■ Task prompt:
Wherever a line in the records below contains "dotted", copy that line.

[Dataset entries]
------------------------------------------------------------
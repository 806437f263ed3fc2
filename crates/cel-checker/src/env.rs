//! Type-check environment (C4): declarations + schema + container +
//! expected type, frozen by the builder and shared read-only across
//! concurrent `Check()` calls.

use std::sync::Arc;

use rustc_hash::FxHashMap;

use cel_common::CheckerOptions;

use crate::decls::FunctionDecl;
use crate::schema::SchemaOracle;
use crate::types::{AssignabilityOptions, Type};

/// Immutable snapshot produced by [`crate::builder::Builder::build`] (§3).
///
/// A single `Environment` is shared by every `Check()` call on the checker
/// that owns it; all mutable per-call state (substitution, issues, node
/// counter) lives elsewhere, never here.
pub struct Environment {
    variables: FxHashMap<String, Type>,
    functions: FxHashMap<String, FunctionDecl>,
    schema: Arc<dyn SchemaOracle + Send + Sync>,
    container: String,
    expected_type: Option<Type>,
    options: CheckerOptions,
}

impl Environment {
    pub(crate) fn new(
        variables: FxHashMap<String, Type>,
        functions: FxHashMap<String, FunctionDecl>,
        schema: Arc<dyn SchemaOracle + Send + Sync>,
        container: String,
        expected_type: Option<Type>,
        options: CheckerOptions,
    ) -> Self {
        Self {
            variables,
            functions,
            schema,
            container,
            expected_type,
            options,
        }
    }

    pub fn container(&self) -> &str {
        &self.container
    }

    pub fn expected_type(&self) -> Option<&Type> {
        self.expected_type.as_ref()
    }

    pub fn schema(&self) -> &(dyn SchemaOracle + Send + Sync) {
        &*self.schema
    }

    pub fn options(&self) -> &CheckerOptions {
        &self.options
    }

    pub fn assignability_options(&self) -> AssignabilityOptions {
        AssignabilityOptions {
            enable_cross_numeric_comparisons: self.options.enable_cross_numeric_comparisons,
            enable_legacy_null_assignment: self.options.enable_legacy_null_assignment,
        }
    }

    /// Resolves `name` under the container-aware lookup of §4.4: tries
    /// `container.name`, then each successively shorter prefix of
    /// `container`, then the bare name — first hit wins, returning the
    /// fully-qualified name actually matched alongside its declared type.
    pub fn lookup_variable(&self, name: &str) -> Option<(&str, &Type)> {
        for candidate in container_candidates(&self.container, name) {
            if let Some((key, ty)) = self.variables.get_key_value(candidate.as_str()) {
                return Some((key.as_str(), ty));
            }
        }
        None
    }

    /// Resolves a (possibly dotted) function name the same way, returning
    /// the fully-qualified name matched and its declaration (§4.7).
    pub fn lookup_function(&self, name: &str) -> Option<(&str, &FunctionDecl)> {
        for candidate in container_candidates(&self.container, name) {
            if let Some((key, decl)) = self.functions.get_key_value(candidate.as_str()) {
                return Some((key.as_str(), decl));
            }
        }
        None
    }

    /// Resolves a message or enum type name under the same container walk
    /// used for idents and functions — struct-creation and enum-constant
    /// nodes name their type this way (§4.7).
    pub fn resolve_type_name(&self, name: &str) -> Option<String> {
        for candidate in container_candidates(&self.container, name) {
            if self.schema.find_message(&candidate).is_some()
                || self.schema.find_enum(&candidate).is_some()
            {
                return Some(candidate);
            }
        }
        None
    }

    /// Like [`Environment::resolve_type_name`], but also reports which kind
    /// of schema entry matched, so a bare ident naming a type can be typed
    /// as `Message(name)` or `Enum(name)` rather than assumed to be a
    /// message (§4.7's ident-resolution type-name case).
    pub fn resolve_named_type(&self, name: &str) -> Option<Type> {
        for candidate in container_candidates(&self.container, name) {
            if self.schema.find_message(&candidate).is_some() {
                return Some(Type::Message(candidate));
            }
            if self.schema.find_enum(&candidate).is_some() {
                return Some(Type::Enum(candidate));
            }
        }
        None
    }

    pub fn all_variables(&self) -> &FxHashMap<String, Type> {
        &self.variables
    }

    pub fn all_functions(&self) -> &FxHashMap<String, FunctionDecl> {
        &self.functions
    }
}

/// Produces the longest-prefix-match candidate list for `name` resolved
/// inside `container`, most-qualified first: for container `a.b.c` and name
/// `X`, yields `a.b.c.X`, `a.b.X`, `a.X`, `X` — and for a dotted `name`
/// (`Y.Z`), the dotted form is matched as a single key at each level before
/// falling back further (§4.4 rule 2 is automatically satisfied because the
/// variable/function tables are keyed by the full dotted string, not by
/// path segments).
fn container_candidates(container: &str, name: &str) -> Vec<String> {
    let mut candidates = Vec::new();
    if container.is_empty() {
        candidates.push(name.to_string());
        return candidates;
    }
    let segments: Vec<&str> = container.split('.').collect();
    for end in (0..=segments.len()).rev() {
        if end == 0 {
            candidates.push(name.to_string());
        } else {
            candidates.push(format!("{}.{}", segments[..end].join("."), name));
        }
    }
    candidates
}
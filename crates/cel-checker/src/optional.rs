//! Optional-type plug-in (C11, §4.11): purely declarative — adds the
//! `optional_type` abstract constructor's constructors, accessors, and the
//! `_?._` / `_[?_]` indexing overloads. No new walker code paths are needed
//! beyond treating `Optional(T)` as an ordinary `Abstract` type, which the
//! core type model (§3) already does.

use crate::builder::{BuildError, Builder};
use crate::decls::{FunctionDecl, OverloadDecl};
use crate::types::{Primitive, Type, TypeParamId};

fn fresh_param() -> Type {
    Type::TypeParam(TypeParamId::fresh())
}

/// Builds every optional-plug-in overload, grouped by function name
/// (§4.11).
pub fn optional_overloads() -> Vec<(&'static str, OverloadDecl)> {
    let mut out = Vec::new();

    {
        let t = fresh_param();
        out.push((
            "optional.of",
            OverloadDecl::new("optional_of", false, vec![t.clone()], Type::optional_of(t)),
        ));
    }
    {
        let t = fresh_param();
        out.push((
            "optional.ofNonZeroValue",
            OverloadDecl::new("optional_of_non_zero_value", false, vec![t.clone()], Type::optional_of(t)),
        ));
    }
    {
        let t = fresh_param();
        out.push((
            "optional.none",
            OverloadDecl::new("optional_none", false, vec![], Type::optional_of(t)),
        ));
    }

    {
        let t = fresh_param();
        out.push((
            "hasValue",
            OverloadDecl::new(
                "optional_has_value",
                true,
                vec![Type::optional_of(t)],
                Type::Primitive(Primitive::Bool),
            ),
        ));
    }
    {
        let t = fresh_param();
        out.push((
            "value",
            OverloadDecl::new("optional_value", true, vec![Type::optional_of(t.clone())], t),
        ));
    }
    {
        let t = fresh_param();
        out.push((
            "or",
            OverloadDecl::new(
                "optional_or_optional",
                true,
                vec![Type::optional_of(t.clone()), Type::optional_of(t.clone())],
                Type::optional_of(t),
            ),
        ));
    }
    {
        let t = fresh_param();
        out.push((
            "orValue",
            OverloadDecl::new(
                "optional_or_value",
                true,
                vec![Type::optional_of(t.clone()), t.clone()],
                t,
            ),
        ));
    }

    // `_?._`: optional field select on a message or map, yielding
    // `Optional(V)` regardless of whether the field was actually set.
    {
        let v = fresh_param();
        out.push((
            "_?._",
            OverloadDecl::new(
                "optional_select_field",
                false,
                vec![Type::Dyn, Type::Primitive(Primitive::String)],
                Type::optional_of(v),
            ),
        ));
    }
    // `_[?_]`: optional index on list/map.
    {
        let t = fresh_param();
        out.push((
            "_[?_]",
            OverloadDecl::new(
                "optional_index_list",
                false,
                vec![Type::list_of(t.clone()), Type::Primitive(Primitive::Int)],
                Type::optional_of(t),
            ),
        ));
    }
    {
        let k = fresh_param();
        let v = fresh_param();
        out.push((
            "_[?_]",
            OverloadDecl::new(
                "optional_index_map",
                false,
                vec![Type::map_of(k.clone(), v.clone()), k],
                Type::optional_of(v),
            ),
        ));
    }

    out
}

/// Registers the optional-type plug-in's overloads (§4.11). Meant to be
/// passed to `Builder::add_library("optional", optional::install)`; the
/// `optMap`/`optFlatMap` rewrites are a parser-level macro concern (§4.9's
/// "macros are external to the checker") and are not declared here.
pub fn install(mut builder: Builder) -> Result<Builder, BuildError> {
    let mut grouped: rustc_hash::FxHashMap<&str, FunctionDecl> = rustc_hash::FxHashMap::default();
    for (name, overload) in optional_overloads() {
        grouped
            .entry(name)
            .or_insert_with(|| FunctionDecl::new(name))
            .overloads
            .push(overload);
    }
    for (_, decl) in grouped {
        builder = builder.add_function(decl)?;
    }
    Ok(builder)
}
------------------------------------------------------------
■ Answer to the problem:
    /// Resolves a (possibly dotted) function name the same way, returning
/// `X`, yields `a.b.c.X`, `a.b.X`, `a.X`, `X` — and for a dotted `name`
/// (`Y.Z`), the dotted form is matched as a single key at each level before
/// variable/function tables are keyed by the full dotted string, not by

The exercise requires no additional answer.